The Breman Museum will present poets Ilya Kaminsky and Katie Farris in a program coinciding with Yom HaShoah (Holocaust Remembrance Day) at 7 p.m. on Tuesday, April 18.
Jewish poet Kaminsky has been an important voice on the Russian-Ukrainian conflict since Russia invaded his homeland a year ago and his poem, We Lived Happily During the War, went viral. The poem is from his collection Deaf Republic, a finalist for the 2019 National Book Award in poetry.
“Poetry now is as necessary as ever — not because it is pretty or fancy but because it helps us to articulate the most impossible moments: It gives us a gasp, a scrap of air in our lungs,” Kamisky told Atlanta Magazine last year. “When we have nothing else, we can still hold a handful of words in our memory, a tune, and that might be all we have got now to survive — we don’t know yet. But if we are lucky, it is there, stored in our memories.”
Kaminsky, whose reading on April 18 will include We Lived Happily During the War, was selected by the BBC as one of the “12 artists that changed the world” in 2019.

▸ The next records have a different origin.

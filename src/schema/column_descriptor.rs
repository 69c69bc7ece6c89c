use serde::{Deserialize, Serialize};

use crate::SourceType;

/// One table column as declared by the host schema layer.
///
/// Consumed read-only by the translator. `length`, `precision` and `scale`
/// carry whatever the host declared; which of them is meaningful depends on
/// `source_type` (e.g. `precision`/`scale` only matter for exact decimals).
#[derive(Debug, Clone, PartialEq, Eq, Serialize, Deserialize)]
pub struct ColumnDescriptor {
    pub name: String,
    pub source_type: SourceType,
    /// Signedness is an explicit flag, not inferred from the type tag.
    pub unsigned: bool,
    /// Declared byte length
    pub length: u32,
    pub precision: u32,
    pub scale: u32,
    /// Distinguishes binary from text for the character types.
    pub binary: bool,
    pub nullable: bool,
}

impl ColumnDescriptor {
    pub fn new(name: &str, source_type: SourceType) -> Self {
        Self {
            name: name.to_string(),
            source_type,
            unsigned: false,
            length: 0,
            precision: 0,
            scale: 0,
            binary: false,
            nullable: false,
        }
    }

    pub fn with_length(mut self, length: u32) -> Self {
        self.length = length;
        self
    }

    pub fn with_precision_scale(mut self, precision: u32, scale: u32) -> Self {
        self.precision = precision;
        self.scale = scale;
        self
    }

    pub fn unsigned(mut self) -> Self {
        self.unsigned = true;
        self
    }

    pub fn binary(mut self) -> Self {
        self.binary = true;
        self
    }

    pub fn nullable(mut self) -> Self {
        self.nullable = true;
        self
    }
}
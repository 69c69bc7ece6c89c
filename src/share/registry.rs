use std::collections::HashMap;
use std::path::Path;
use std::sync::Mutex;

use once_cell::sync::Lazy;
use tracing::debug;

use crate::{InternalTableShare, TableShare};

static GLOBAL_REGISTRY: Lazy<ShareRegistry> = Lazy::new(ShareRegistry::new);

/// Process-wide map of table name to its shared handle.
///
/// The map has its own lock, distinct from each share's mutex, so creation
/// and destruction of entries cannot race. Lock order is always registry
/// first, then share. A poisoned lock means another thread panicked while
/// mutating shared state; that is fatal here, matching how the rest of the
/// crate treats lock acquisition.
#[derive(Debug, Default)]
pub struct ShareRegistry {
    shares: Mutex<HashMap<String, TableShare>>,
}

impl ShareRegistry {
    pub fn new() -> Self {
        Self { shares: Mutex::new(HashMap::new()) }
    }

    /// The registry instance shared by the whole storage-engine plugin.
    pub fn global() -> &'static ShareRegistry {
        &GLOBAL_REGISTRY
    }

    /// Return the share for `name`, creating it on first use.
    ///
    /// An existing share has its use count bumped under its own lock; a new
    /// one starts at 1 and is inserted before the registry lock is dropped.
    pub fn acquire(&self, name: &str, alias: &str, path: &Path) -> TableShare {
        let mut shares = self.shares.lock().unwrap();

        if let Some(share) = shares.get(name) {
            share.lock().unwrap().use_count += 1;
            return share.clone();
        }

        debug!(table = name, "creating table share");
        let share = InternalTableShare::new(name, alias, path.to_path_buf()).into_protected();
        shares.insert(name.to_string(), share.clone());
        share
    }

    /// Drop one reference to `share`; returns true when this was the last
    /// one and the share was removed from the registry.
    pub fn release(&self, share: &TableShare) -> bool {
        let mut shares = self.shares.lock().unwrap();

        let name = {
            let mut guard = share.lock().unwrap();
            guard.use_count -= 1;
            if guard.use_count > 0 {
                return false;
            }
            guard.name.clone()
        };

        debug!(table = %name, "destroying table share");
        shares.remove(&name);
        true
    }

    pub fn len(&self) -> usize {
        self.shares.lock().unwrap().len()
    }

    pub fn is_empty(&self) -> bool {
        self.shares.lock().unwrap().is_empty()
    }
}

#[cfg(test)]
mod tests {
    use super::*;
    use std::sync::Arc;
    use std::thread;

    #[test]
    fn acquire_creates_then_reuses_one_share() {
        let registry = ShareRegistry::new();
        let dir = tempfile::tempdir().unwrap();
        let path = dir.path().join("orders");

        let first = registry.acquire("orders", "orders", &path);
        let second = registry.acquire("orders", "orders", &path);

        assert!(Arc::ptr_eq(&first, &second));
        assert_eq!(first.lock().unwrap().use_count(), 2);
        assert_eq!(registry.len(), 1);
    }

    #[test]
    fn distinct_tables_get_distinct_shares() {
        let registry = ShareRegistry::new();
        let dir = tempfile::tempdir().unwrap();

        let orders = registry.acquire("orders", "orders", &dir.path().join("orders"));
        let users = registry.acquire("users", "users", &dir.path().join("users"));

        assert!(!Arc::ptr_eq(&orders, &users));
        assert_eq!(registry.len(), 2);
    }

    #[test]
    fn release_destroys_only_at_zero() {
        let registry = ShareRegistry::new();
        let dir = tempfile::tempdir().unwrap();
        let path = dir.path().join("orders");

        let first = registry.acquire("orders", "orders", &path);
        let second = registry.acquire("orders", "orders", &path);

        assert!(!registry.release(&first));
        assert_eq!(registry.len(), 1);
        assert!(registry.release(&second));
        assert!(registry.is_empty());
    }

    #[test]
    fn mutations_happen_under_the_share_lock() {
        let registry = ShareRegistry::new();
        let dir = tempfile::tempdir().unwrap();
        let share = registry.acquire("orders", "orders", &dir.path().join("orders"));

        {
            let mut guard = share.lock().unwrap();
            guard.crashed = true;
            guard.rows_recorded = 42;
        }

        let guard = share.lock().unwrap();
        assert!(guard.crashed);
        assert_eq!(guard.rows_recorded, 42);
    }

    #[test]
    fn concurrent_acquires_build_exactly_one_share() {
        const THREADS: usize = 16;

        let registry = Arc::new(ShareRegistry::new());
        let dir = tempfile::tempdir().unwrap();
        let path = dir.path().join("orders");

        let handles: Vec<_> = (0..THREADS)
            .map(|_| {
                let registry = Arc::clone(&registry);
                let path = path.clone();
                thread::spawn(move || registry.acquire("orders", "orders", &path))
            })
            .collect();

        let shares: Vec<TableShare> = handles.into_iter().map(|h| h.join().unwrap()).collect();

        assert_eq!(registry.len(), 1);
        assert!(shares.windows(2).all(|pair| Arc::ptr_eq(&pair[0], &pair[1])));
        assert_eq!(shares[0].lock().unwrap().use_count(), THREADS);

        let destroyed: usize = shares
            .iter()
            .map(|share| registry.release(share) as usize)
            .sum();
        assert_eq!(destroyed, 1);
        assert!(registry.is_empty());
    }

    #[test]
    fn global_registry_is_a_single_instance() {
        assert!(std::ptr::eq(ShareRegistry::global(), ShareRegistry::global()));
    }
}
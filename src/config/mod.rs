pub mod adapter_error;
pub use adapter_error::*;

pub mod adapter_config;
pub use adapter_config::*;
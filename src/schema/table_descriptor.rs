use serde::{Deserialize, Serialize};

use crate::ColumnDescriptor;

/// One part of a key definition, naming the column it covers.
#[derive(Debug, Clone, PartialEq, Eq, Serialize, Deserialize)]
pub struct KeyPart {
    pub column_name: String,
}

impl KeyPart {
    pub fn new(column_name: &str) -> Self {
        Self { column_name: column_name.to_string() }
    }
}

/// Ordered list of key parts making up one key.
#[derive(Debug, Clone, PartialEq, Eq, Serialize, Deserialize)]
pub struct KeyDefinition {
    pub parts: Vec<KeyPart>,
}

impl KeyDefinition {
    pub fn new(parts: Vec<KeyPart>) -> Self {
        Self { parts }
    }

    pub fn on_columns(column_names: &[&str]) -> Self {
        Self {
            parts: column_names.iter().map(|name| KeyPart::new(name)).collect(),
        }
    }

    pub fn first_part(&self) -> Option<&KeyPart> {
        self.parts.first()
    }
}

/// One table as declared by the host schema layer.
///
/// `autoincrement_column` is an index into `columns`; `None` means the table
/// has no autoincrement column. A table with no primary key carries
/// `primary_key: None` rather than a sentinel index.
#[derive(Debug, Clone, PartialEq, Eq, Serialize, Deserialize)]
pub struct TableDescriptor {
    pub name: String,
    pub columns: Vec<ColumnDescriptor>,
    pub autoincrement_column: Option<usize>,
    pub primary_key: Option<KeyDefinition>,
}

impl TableDescriptor {
    pub fn new(name: &str, columns: Vec<ColumnDescriptor>) -> Self {
        Self {
            name: name.to_string(),
            columns,
            autoincrement_column: None,
            primary_key: None,
        }
    }

    pub fn with_autoincrement_column(mut self, index: usize) -> Self {
        self.autoincrement_column = Some(index);
        self
    }

    pub fn with_primary_key(mut self, key: KeyDefinition) -> Self {
        self.primary_key = Some(key);
        self
    }

    /// The column the table's autoincrement reference points at, if any.
    pub fn autoincrement_field(&self) -> Option<&ColumnDescriptor> {
        self.autoincrement_column.and_then(|index| self.columns.get(index))
    }
}
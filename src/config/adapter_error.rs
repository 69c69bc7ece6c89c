use std::fmt::Display;

#[derive(Debug, Clone, PartialEq, Eq)]
pub enum AdapterError {
    /// The named adapter has no configuration section.
    UnknownAdapter(String),
    /// The backend has no store for the requested table.
    StoreNotFound(String),
}

impl Display for AdapterError {
    fn fmt(&self, f: &mut std::fmt::Formatter<'_>) -> std::fmt::Result {
        match self {
            AdapterError::UnknownAdapter(name) => {
                write!(f, "adapter '{name}' is not configured")
            }
            AdapterError::StoreNotFound(table) => {
                write!(f, "no store found for table '{table}'")
            }
        }
    }
}

impl std::error::Error for AdapterError {}
pub mod column_type;
pub use column_type::*;

pub mod column_metadata;
pub use column_metadata::*;

pub mod translator;
pub use translator::*;
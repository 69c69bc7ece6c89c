use serde::{Deserialize, Serialize};

/// Logical column type tag as declared by the host schema layer.
///
/// This is a closed set: the translator matches it exhaustively, so adding a
/// variant forces a deliberate mapping decision instead of silently falling
/// into the unmapped bucket.
#[derive(Debug, Clone, Copy, PartialEq, Eq, Hash, Serialize, Deserialize)]
pub enum SourceType {
    /// 1-byte integer
    Tiny,
    /// 2-byte integer
    Short,
    /// 3-byte integer
    Int24,
    /// 4-byte integer
    Long,
    /// 8-byte integer
    LongLong,
    /// Year stored as a small integer
    Year,
    /// Single-precision float
    Float,
    /// Double-precision float
    Double,
    /// Exact decimal, legacy encoding
    Decimal,
    /// Exact decimal, current encoding
    NewDecimal,
    Date,
    /// Date with century, current encoding
    NewDate,
    /// Time of day
    Time,
    DateTime,
    Timestamp,
    /// Fixed-length character
    String,
    /// Variable-length character
    VarChar,
    TinyBlob,
    Blob,
    MediumBlob,
    LongBlob,
    /// Enumerated value, stored as its ordinal
    Enum,
    /// Column of the null type
    Null,
    Bit,
    Set,
    Geometry,
    /// Legacy variable-length string
    VarString,
}
pub mod schema;
pub use schema::{ColumnDescriptor, KeyDefinition, KeyPart, SourceType, TableDescriptor};

pub mod metadata;
pub use metadata::{translate, ColumnMetadata, ColumnType};

pub mod share;
pub use share::{InternalTableShare, ShareRegistry, TableShare};

pub mod config;
pub use config::{AdapterConfig, AdapterError};
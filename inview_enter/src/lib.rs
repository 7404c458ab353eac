// Copyright 2025 the Inview Authors
// SPDX-License-Identifier: Apache-2.0 OR MIT

//! Inview Enter: the viewport-enter playback state machine.
//!
//! This crate binds "element became sufficiently visible" signals to
//! declarative animation playback and keeps playback state consistent
//! across repeated, overlapping, and interrupted enter/exit cycles. It is
//! organized around three pieces:
//!
//! - [`machine`]: a pure transition function
//!   `(mode, phase, visible) -> Transition` covering the four repeat modes
//!   ([`Mode::Once`], [`Mode::Alternate`], [`Mode::Repeat`],
//!   [`Mode::State`]), unit-testable without any viewport.
//! - [`safety`]: the safe-visibility recalculation protocol, which detects
//!   elements taller than their fraction-adjusted root — a configured
//!   threshold they can structurally never reach — and replaces the
//!   primary subscription once with a zero-threshold, shrunk-root
//!   configuration.
//! - [`ViewEnter`]: the controller tying them together — a per-element
//!   binding registry, the primary/exit observer pair lifecycle, and the
//!   frame-phased probe that drives the safe protocol.
//!
//! The crate is deliberately collaborator-agnostic: animation engines plug
//! in through `inview_playback`, geometry watching through
//! `inview_viewport`, and frame batching through `inview_scheduler`. Every
//! degraded path (unresolvable effect, redundant unbind, late signal after
//! teardown, unreachable geometry) resolves to "nothing happens" — a
//! misconfigured binding must not take down unrelated ones.
//!
//! ## Minimal example
//!
//! ```rust
//! use inview_enter::{EnterConfig, EnterFrames, Mode, ViewEnter};
//! use inview_playback::{EffectResolver, RecordingHandle};
//! use inview_viewport::{StubViewport, VisibilityEntry};
//! use kurbo::Rect;
//!
//! struct Effects;
//! impl EffectResolver<u32> for Effects {
//!     type Spec = &'static str;
//!     type Handle = RecordingHandle;
//!     fn resolve(&mut self, _target: u32, spec: &Self::Spec) -> Option<RecordingHandle> {
//!         (*spec != "unknown").then(RecordingHandle::new)
//!     }
//! }
//!
//! let mut controller = ViewEnter::new();
//! let mut viewport = StubViewport::new();
//! let mut frames = EnterFrames::new();
//! let mut effects = Effects;
//!
//! controller.add(
//!     1,
//!     1,
//!     &"fade-in",
//!     EnterConfig::new(Mode::Once).threshold(0.3),
//!     &mut effects,
//!     &mut viewport,
//! );
//! assert_eq!(viewport.active_count(), 1);
//!
//! // The host delivers a visibility pass; `Once` plays and retires.
//! let sub = viewport.subscriptions_for(1)[0];
//! let entry = VisibilityEntry::new(
//!     true,
//!     Rect::new(0.0, 100.0, 100.0, 200.0),
//!     Rect::new(0.0, 0.0, 100.0, 400.0),
//! );
//! controller.on_visibility(sub, &entry, &mut viewport, &mut frames);
//! controller.flush_frames(&mut frames, &mut viewport);
//!
//! assert_eq!(viewport.active_count(), 0);
//! ```
//!
//! This crate is `no_std` and uses `alloc`.

#![no_std]

extern crate alloc;

mod controller;
mod mode;

pub mod machine;
pub mod safety;

pub use controller::{EnterFrames, SafeProbe, SafeReplace, ViewEnter};
pub use mode::{EnterConfig, Mode};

Meanwhile, his wife, poet Katie Farris, has been immersed in a struggle of a more personal sort, with breast cancer. She intially wrote about her diagnosis and treatment in the award-winning, A Net to Catch My Body in its Weaving.
“Katie’s war zone is her own body,” Kaminsky said “Her bravery and her ability to find music and vivid imagery and stories from the intensity of her waiting is so much more crucial than mine can ever be. I am watching her in awe.”
In her poem Why Write Love Poetry in a Burning World, published late last year on Granta.com, Farris wrote:
Why write love poetry in a burning world?
To train myself, in the midst of a burning world
to offer poems of love to a burning world.
Farris and Kaminsky will do a book signing, including Farris’ just-published collection Standing in the Forest of Being Alive, following their reading.
The Breman and partners will present the 58th Annual Community-wide Yom HaShoah Commemoration at 11 a.m. on Sunday, April 16, at the “Memorial to the Six Million” monument at Greenwood Cemetery. The featured speaker will be Holocaust survivor Ilse Eichner Reiner, who as a child in Czechoslovakia was sent to the ghetto and then Theresienstadt concentration camp. With great resilience, she became one of only 100 of 15,000 child prisoners who survived the camp.
In honor of Yom HaShoah, the Breman Museum’s exhibition “Absence of Humanity: The Holocaust Years, 1933-1945” will be open free to the public from 11AM to 4PM Sunday, April 16.